Requirement
Which of the lines below holds the string "membership"? Copy every line that does.

(Stored data entries)

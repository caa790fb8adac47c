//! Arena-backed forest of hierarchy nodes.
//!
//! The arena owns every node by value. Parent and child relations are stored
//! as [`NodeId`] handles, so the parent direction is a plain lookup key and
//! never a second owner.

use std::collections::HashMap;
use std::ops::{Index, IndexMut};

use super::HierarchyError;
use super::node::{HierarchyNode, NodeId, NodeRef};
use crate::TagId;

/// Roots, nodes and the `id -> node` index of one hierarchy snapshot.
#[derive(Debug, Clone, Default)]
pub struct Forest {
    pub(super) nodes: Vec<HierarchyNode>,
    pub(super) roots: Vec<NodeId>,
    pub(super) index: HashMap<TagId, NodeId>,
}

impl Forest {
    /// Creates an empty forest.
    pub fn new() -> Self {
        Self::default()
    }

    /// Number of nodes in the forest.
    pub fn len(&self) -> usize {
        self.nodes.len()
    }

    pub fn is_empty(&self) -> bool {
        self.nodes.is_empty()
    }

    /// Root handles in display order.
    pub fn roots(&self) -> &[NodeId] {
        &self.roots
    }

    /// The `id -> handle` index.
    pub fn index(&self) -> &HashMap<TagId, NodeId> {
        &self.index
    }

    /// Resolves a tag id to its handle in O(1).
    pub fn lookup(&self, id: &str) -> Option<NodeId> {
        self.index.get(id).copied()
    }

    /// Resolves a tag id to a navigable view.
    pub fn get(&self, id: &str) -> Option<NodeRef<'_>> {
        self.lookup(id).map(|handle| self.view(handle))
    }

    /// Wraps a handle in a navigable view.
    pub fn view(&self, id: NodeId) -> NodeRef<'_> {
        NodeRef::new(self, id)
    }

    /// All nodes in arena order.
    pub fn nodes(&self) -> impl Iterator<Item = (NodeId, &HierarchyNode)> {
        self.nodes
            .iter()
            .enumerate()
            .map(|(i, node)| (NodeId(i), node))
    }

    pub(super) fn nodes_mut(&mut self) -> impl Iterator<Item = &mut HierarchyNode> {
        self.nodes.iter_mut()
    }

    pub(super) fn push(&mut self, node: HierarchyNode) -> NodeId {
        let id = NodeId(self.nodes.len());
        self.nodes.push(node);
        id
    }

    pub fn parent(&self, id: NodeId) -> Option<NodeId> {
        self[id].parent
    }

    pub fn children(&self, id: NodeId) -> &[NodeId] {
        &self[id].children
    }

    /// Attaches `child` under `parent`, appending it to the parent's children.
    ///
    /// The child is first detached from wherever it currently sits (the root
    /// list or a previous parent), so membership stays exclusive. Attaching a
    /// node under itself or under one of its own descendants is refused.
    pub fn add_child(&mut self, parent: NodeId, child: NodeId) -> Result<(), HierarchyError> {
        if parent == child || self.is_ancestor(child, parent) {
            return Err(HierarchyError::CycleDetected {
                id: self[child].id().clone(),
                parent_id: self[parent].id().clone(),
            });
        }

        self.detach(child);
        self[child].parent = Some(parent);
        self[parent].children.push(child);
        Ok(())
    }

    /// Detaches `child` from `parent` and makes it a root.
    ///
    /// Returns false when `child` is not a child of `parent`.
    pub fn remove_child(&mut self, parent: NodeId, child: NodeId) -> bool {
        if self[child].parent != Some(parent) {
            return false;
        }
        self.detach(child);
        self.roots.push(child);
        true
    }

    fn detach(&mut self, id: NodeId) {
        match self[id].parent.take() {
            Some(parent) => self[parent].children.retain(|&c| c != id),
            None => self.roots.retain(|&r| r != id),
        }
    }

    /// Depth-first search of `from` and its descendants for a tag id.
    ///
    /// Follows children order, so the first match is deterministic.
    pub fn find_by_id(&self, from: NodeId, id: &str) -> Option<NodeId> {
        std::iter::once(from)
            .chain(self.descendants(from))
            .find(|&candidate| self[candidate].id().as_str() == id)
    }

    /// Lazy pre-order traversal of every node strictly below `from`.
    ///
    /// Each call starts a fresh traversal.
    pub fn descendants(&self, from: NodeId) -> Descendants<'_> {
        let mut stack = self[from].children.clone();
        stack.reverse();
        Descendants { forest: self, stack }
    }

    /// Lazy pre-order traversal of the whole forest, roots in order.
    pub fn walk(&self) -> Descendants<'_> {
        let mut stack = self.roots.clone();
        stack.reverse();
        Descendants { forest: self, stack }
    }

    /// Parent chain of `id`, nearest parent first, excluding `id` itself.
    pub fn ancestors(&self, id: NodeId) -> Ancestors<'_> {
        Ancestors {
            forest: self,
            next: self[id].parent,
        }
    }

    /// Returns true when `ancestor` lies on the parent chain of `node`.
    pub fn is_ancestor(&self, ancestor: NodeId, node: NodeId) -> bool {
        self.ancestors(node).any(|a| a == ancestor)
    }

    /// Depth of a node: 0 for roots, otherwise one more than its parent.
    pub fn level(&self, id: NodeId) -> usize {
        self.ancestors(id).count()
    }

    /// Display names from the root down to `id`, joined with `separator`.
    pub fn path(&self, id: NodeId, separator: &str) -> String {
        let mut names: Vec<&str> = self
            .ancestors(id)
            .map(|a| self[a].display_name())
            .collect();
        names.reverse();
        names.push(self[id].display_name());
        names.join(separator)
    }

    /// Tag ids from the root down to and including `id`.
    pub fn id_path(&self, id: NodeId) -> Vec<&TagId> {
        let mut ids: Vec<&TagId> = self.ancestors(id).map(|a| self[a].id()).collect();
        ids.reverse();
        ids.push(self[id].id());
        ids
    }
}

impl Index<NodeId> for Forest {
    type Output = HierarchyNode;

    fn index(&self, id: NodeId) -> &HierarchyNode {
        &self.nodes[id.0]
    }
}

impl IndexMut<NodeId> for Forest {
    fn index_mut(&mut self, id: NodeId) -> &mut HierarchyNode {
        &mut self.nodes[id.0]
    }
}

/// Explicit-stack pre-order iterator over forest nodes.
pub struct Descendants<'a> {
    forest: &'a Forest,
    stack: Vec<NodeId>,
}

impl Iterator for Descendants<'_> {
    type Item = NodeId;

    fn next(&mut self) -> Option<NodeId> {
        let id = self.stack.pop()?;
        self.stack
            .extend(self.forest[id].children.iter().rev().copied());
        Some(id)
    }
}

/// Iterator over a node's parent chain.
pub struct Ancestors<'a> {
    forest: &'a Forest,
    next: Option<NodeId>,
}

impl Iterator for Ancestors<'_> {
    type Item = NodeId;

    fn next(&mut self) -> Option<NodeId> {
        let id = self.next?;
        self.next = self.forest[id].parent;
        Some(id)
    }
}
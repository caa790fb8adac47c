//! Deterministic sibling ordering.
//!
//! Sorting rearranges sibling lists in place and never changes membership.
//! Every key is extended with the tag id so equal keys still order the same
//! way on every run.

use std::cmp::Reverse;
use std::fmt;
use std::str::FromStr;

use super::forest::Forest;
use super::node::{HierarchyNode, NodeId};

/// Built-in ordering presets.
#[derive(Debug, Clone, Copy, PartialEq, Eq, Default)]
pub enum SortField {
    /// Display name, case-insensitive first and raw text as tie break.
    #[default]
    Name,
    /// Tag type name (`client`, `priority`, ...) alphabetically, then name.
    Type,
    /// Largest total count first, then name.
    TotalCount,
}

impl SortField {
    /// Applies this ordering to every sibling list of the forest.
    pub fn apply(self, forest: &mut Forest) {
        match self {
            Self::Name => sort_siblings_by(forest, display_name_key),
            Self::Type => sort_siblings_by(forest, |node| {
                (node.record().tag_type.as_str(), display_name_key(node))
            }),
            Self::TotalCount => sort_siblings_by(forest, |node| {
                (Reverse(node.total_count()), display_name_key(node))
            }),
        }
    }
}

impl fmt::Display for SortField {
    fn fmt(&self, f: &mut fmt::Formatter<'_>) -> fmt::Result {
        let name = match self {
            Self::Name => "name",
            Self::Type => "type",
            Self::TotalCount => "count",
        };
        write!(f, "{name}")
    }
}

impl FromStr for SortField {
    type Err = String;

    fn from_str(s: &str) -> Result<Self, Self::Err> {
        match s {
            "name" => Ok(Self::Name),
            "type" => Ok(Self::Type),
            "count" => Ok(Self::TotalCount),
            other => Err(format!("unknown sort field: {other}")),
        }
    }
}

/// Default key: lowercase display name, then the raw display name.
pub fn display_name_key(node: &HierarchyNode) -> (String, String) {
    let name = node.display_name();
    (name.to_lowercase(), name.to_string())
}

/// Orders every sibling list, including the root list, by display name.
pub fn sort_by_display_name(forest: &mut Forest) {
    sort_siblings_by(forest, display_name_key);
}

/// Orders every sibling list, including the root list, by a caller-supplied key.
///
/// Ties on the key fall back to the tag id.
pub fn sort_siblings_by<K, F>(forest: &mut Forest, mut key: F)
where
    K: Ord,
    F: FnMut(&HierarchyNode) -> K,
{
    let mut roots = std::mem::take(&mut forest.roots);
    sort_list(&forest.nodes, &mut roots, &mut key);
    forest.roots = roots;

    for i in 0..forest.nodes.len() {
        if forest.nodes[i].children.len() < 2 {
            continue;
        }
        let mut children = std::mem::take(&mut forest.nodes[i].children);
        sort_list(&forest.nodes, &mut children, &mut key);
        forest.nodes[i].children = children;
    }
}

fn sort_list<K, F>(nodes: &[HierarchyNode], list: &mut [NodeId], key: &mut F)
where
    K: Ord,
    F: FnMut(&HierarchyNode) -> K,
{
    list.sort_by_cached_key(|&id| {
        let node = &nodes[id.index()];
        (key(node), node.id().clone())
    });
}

Answer to this problem
    /// list or a previous parent), so membership stays exclusive. Attaching a
//! Sorting rearranges sibling lists in place and never changes membership.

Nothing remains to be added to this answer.